**WORK ORDER:** Find the lines in these entries that include the word "params" and state how many there are, with no other words.

╭─ DATA TO USE

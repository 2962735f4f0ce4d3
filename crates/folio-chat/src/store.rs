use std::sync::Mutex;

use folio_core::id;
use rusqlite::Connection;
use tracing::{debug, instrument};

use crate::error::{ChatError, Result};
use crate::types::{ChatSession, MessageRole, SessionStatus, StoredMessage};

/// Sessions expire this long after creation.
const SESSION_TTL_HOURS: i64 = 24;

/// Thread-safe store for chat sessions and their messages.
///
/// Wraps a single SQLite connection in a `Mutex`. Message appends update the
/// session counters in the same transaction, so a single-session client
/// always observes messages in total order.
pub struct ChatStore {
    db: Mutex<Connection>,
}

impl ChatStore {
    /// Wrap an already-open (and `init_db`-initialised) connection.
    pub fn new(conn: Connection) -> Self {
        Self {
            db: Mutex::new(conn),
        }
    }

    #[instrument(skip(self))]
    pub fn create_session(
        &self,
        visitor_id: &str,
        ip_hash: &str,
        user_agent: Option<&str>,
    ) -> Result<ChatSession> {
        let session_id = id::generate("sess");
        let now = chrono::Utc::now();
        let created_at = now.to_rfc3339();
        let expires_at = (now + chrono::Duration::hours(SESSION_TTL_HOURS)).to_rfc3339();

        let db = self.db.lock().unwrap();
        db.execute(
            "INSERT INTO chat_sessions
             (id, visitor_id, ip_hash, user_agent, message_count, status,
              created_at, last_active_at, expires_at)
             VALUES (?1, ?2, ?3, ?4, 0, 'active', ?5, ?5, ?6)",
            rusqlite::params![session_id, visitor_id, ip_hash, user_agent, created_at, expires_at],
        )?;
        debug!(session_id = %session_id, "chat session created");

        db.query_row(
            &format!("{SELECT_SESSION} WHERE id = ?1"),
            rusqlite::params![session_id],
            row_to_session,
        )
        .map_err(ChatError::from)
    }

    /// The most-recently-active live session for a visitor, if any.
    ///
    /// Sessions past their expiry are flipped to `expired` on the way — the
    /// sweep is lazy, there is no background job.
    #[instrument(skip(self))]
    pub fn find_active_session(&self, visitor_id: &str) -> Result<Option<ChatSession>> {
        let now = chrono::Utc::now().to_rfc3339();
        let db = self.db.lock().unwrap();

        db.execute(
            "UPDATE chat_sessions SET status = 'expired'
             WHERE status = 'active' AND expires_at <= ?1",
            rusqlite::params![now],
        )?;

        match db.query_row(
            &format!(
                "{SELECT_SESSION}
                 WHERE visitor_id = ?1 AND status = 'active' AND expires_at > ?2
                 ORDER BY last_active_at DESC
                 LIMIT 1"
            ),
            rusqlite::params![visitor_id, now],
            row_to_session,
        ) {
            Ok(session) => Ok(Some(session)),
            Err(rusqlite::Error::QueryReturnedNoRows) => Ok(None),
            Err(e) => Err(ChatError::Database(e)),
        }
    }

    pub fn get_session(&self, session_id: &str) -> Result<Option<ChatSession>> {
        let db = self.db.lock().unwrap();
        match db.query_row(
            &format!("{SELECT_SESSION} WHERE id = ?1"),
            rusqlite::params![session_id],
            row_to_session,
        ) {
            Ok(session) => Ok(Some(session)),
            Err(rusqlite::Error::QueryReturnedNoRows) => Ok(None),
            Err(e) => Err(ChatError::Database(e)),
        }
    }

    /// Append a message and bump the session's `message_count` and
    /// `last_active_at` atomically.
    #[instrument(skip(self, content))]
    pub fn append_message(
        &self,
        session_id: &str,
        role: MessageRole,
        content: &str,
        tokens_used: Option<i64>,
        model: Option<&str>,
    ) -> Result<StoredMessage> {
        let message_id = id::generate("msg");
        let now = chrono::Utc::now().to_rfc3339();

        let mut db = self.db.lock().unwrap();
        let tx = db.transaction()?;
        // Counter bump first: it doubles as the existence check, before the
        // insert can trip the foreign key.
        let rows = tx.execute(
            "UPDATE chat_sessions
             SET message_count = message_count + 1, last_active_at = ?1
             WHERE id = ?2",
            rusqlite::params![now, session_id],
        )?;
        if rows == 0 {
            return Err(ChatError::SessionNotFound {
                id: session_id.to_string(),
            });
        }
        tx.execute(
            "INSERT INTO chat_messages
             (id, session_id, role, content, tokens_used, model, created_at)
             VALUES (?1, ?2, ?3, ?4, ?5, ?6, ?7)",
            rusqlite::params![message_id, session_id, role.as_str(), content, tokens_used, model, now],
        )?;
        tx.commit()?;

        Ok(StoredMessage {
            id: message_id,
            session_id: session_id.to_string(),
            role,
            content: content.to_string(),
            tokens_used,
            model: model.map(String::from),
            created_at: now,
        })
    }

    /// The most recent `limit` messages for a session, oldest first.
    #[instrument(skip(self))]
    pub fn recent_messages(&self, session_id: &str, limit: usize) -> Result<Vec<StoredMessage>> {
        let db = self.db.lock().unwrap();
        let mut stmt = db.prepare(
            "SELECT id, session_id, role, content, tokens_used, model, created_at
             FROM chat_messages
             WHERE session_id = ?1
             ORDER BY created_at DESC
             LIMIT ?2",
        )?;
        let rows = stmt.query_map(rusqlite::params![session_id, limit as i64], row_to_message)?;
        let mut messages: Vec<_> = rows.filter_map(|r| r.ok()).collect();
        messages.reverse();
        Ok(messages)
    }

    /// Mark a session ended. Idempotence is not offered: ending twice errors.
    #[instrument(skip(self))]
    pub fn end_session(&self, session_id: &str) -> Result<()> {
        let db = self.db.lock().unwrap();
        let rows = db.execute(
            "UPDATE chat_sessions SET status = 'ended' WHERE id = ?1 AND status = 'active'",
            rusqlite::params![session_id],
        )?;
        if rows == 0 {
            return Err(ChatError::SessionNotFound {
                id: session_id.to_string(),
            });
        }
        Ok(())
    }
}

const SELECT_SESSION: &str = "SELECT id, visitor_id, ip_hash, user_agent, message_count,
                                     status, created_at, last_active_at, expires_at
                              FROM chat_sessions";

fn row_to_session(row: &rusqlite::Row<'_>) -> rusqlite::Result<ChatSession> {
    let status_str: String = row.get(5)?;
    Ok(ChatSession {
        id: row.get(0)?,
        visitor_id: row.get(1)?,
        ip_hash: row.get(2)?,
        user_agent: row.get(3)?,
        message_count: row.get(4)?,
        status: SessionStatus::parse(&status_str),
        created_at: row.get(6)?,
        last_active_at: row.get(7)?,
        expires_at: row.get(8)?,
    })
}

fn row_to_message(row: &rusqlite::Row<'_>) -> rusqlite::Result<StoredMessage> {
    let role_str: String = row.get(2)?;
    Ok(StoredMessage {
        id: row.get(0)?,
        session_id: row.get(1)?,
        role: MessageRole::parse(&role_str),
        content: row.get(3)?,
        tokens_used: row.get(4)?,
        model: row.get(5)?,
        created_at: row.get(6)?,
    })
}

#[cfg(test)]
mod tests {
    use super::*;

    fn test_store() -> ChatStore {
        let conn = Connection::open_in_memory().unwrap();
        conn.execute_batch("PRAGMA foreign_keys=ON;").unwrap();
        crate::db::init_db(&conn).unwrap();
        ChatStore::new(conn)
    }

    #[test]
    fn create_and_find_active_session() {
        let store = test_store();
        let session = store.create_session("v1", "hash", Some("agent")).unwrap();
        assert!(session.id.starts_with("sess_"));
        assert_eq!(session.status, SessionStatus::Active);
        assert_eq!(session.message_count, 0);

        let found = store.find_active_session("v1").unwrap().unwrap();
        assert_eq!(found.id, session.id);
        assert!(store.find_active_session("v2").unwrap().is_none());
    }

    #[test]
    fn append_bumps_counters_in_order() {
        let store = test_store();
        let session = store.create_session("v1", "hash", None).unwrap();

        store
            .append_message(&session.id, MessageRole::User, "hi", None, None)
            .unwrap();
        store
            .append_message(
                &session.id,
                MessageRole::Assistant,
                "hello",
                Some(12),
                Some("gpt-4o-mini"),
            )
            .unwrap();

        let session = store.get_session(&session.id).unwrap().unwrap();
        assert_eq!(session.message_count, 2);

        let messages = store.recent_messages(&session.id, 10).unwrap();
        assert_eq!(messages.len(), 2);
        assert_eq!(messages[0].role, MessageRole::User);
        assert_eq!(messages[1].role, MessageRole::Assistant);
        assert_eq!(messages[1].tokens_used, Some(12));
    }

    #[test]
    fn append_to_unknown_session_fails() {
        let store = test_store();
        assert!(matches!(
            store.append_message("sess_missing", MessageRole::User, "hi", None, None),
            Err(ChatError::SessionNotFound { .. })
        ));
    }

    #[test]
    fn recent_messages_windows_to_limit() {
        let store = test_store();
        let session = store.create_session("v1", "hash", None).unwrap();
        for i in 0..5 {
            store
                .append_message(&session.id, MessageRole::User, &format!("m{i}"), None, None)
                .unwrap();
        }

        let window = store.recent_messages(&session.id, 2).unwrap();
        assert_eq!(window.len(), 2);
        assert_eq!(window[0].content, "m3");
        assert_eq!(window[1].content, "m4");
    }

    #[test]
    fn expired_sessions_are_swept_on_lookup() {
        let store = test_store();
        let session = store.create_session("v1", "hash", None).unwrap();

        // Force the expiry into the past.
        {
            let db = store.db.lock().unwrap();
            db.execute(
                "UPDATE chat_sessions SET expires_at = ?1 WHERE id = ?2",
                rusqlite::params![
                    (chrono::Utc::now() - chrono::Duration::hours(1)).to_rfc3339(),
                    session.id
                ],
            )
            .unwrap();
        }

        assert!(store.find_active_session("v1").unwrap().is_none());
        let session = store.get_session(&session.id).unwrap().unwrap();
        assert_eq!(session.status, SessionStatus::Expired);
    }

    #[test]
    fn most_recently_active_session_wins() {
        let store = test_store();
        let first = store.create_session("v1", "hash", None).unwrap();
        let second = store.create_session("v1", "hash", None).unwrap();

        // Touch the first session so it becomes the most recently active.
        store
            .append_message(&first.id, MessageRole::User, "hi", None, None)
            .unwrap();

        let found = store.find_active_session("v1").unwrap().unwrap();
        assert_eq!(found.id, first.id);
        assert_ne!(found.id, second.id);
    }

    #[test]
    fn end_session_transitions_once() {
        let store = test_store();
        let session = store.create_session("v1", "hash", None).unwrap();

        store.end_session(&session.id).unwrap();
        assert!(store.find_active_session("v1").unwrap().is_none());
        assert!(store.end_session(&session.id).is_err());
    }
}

╰─

**ANSWER BOX:** 10